Sporobolus heterolepis, commonly known as Prairie dropseed, is a species of prairie grass native to the tallgrass and mixed grass prairies of central North America from Texas to southern Canada. It is also found further east, all the way to the Atlantic coast of the United States and Canada, but is much less common beyond the Great Plains and is restricted to specialized habitats. It is found in 24 states and 4 Canadian provinces.

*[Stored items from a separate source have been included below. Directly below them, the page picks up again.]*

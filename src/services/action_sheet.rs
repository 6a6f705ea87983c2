//! Action sheet contracts.
//!
//! A host presents a list of labels and later reports the chosen index. The
//! last entry is always the cancel button.

use crate::domain::Auth;

/// Label of the cancel entry.
pub const CANCEL: &str = "Cancel";

/// Actions offered on a lightbox image.
#[derive(Debug, Clone, Copy, PartialEq, Eq)]
pub enum ImageAction {
    Download,
    CopyLink,
}

impl ImageAction {
    /// All actions, in menu order.
    pub const ALL: [ImageAction; 2] = [ImageAction::Download, ImageAction::CopyLink];

    /// Menu label.
    pub fn title(&self) -> &'static str {
        match self {
            ImageAction::Download => "Download image",
            ImageAction::CopyLink => "Copy link to image",
        }
    }

    /// Look up an action by its menu label.
    pub fn from_title(title: &str) -> Option<Self> {
        Self::ALL.into_iter().find(|action| action.title() == title)
    }
}

/// Build the lightbox menu: every image action followed by cancel.
pub fn construct_action_sheet_buttons() -> Vec<String> {
    ImageAction::ALL
        .iter()
        .map(|action| action.title().to_string())
        .chain(std::iter::once(CANCEL.to_string()))
        .collect()
}

/// What a host is asked to present.
#[derive(Debug, Clone, PartialEq, Eq)]
pub struct ActionSheetRequest {
    pub options: Vec<String>,
    pub cancel_button_index: usize,
}

impl ActionSheetRequest {
    /// Request with the last option as cancel. `None` for an empty list.
    pub fn new(options: Vec<String>) -> Option<Self> {
        let cancel_button_index = options.len().checked_sub(1)?;
        Some(Self {
            options,
            cancel_button_index,
        })
    }

    /// Whether `index` is the cancel entry.
    pub fn is_cancel(&self, index: usize) -> bool {
        index == self.cancel_button_index
    }

    /// Label at `index`.
    pub fn title(&self, index: usize) -> Option<&str> {
        self.options.get(index).map(String::as_str)
    }
}

/// Selection callback handed to a host.
pub type OnSelect = Box<dyn FnOnce(usize)>;

/// Presents action sheets.
#[cfg_attr(test, mockall::automock)]
pub trait ActionSheetHost {
    /// Show `request`; call `on_select` with the chosen index once the user
    /// picks an entry.
    fn show(&self, request: ActionSheetRequest, on_select: OnSelect);
}

/// Runs a selected action.
#[cfg_attr(test, mockall::automock)]
pub trait ActionExecutor {
    fn execute(&self, title: &str, src: &str, auth: &Auth);
}

#[cfg(test)]
mod tests {
    use super::*;
    use pretty_assertions::assert_eq;

    #[test]
    fn buttons_end_with_cancel() {
        let buttons = construct_action_sheet_buttons();
        assert_eq!(
            buttons,
            vec!["Download image", "Copy link to image", "Cancel"]
        );
    }

    #[test]
    fn cancel_index_is_last_index() {
        for len in 1..6 {
            let options: Vec<String> = (0..len).map(|i| format!("option {}", i)).collect();
            let request = ActionSheetRequest::new(options).unwrap();
            assert_eq!(request.cancel_button_index, len - 1);
            assert!(request.is_cancel(len - 1));
        }
    }

    #[test]
    fn empty_options_have_no_request() {
        assert_eq!(ActionSheetRequest::new(Vec::new()), None);
    }

    #[test]
    fn titles_round_trip_to_actions() {
        for action in ImageAction::ALL {
            assert_eq!(ImageAction::from_title(action.title()), Some(action));
        }
        assert_eq!(ImageAction::from_title(CANCEL), None);
    }
}
impl InputState {
    pub fn new(props: InputProps) -> Self {
        let text = props.pass_through.default_value.clone();
        Self {
            props,
            is_focused: false,
            text,
        }
    }

    pub fn is_focused(&self) -> bool {
        self.is_focused
    }

    pub fn text(&self) -> &str {
        &self.text
    }

    pub fn props(&self) -> &InputProps {
        &self.props
    }

    /// Caller's handler runs first, then the input marks itself focused.
    pub fn handle_focus(&mut self) {
        if let Some(on_focus) = &self.props.on_focus {
            on_focus();
        }
        self.is_focused = true;
    }

    /// Caller's handler runs first, then the input marks itself blurred.
    pub fn handle_blur(&mut self) {
        if let Some(on_blur) = &self.props.on_blur {
            on_blur();
        }
        self.is_focused = false;
    }

    /// Underline color: theme border when focused, half grey otherwise.
    pub fn underline_color(&self, theme: &Theme) -> Hsla {
        if self.is_focused {
            theme.colors.border
        } else {
            HALF_COLOR
        }
    }

    /// Localized placeholder.
    pub fn placeholder(&self, translate: &dyn Translate) -> String {
        self.props.placeholder.resolve(translate)
    }

    /// Platform base, then theme text color, then the caller's style.
    pub fn style(&self, theme: &Theme, platform: Platform) -> StyleFragment {
        StyleFragment::merge(&[
            input_base_style(platform),
            StyleFragment::default().text_color(theme.color()),
            self.props.style.unwrap_or_default(),
        ])
    }

    /// Text as it should be drawn.
    pub fn display_text(&self) -> String {
        if self.props.pass_through.secure_text_entry {
            std::iter::repeat(SECURE_MASK)
                .take(self.text.chars().count())
                .collect()
        } else {
            self.text.clone()
        }
    }

    /// Insert at the end, truncated to `max_length`. Returns whether the
    /// text changed.
    pub fn insert_str(&mut self, s: &str) -> bool {
        if !self.props.pass_through.editable || s.is_empty() {
            return false;
        }

        let room = match self.props.pass_through.max_length {
            Some(max) => max.saturating_sub(self.text.chars().count()),
            None => usize::MAX,
        };
        let before = self.text.len();
        self.text.extend(s.chars().take(room));
        if self.text.len() == before {
            return false;
        }

        self.notify_change();
        true
    }

    /// Remove the last character.
    pub fn backspace(&mut self) -> bool {
        if !self.props.pass_through.editable || self.text.pop().is_none() {
            return false;
        }
        self.notify_change();
        true
    }

    /// Remove the last word and any whitespace after it.
    pub fn delete_word_backward(&mut self) -> bool {
        if !self.props.pass_through.editable || self.text.is_empty() {
            return false;
        }
        let trimmed = self.text.trim_end_matches(char::is_whitespace);
        let cut = trimmed
            .rfind(char::is_whitespace)
            .map(|i| i + trimmed[i..].chars().next().map_or(1, char::len_utf8))
            .unwrap_or(0);
        self.text.truncate(cut);
        self.notify_change();
        true
    }

    /// Replace the whole text.
    pub fn set_text(&mut self, text: impl Into<String>) {
        self.text = text.into();
        self.notify_change();
    }

    pub fn clear(&mut self) {
        if !self.text.is_empty() {
            self.set_text(String::new());
        }
    }

    /// Apply a key press. Returns whether the text changed.
    pub fn process_key(&mut self, key: &str, key_char: Option<&str>, ctrl_or_cmd: bool) -> bool {
        match key {
            "backspace" if ctrl_or_cmd => self.delete_word_backward(),
            "backspace" => self.backspace(),
            "enter" | "escape" | "tab" | "left" | "right" | "up" | "down" => false,
            _ if ctrl_or_cmd => false,
            "space" => self.insert_str(" "),
            _ => match key_char {
                Some(chars) => self.insert_str(chars),
                None => false,
            },
        }
    }

    fn notify_change(&self) {
        if let Some(on_change_text) = &self.props.on_change_text {
            on_change_text(&self.text);
        }
    }
}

Prairie dropseed is a perennial grass that typically grows from 2 to 3 feet in height. It occurs in a wide range of soils, doing well in moist to dry conditions. It is much less common in wetlands.
Prairie dropseed is a fine-textured grass with long, narrow leaves that arch outward, forming attractive round tufts. The leaves range in color from a rich green hue in summer to a golden rust complexion in the fall. Foliage is resilient enough to resist flattening by snow, so it provides year-round interest. From late July to mid-September, the grass blooms with rusty-tan flowers that rise 30 to 36 inches in height.
The grass is favored by decorative landscapers because of its tendency to grow in bunches. The seedhead is sometimes described as having the vague scent of fresh popcorn, cilantro, or sunflower seeds. Because of its drought tolerance, it has been used on green roofs.
Prairie dropseed is used for roadside revegetation and prairie restoration projects. It is difficult to establish by direct seeding. This is best done by setting plants.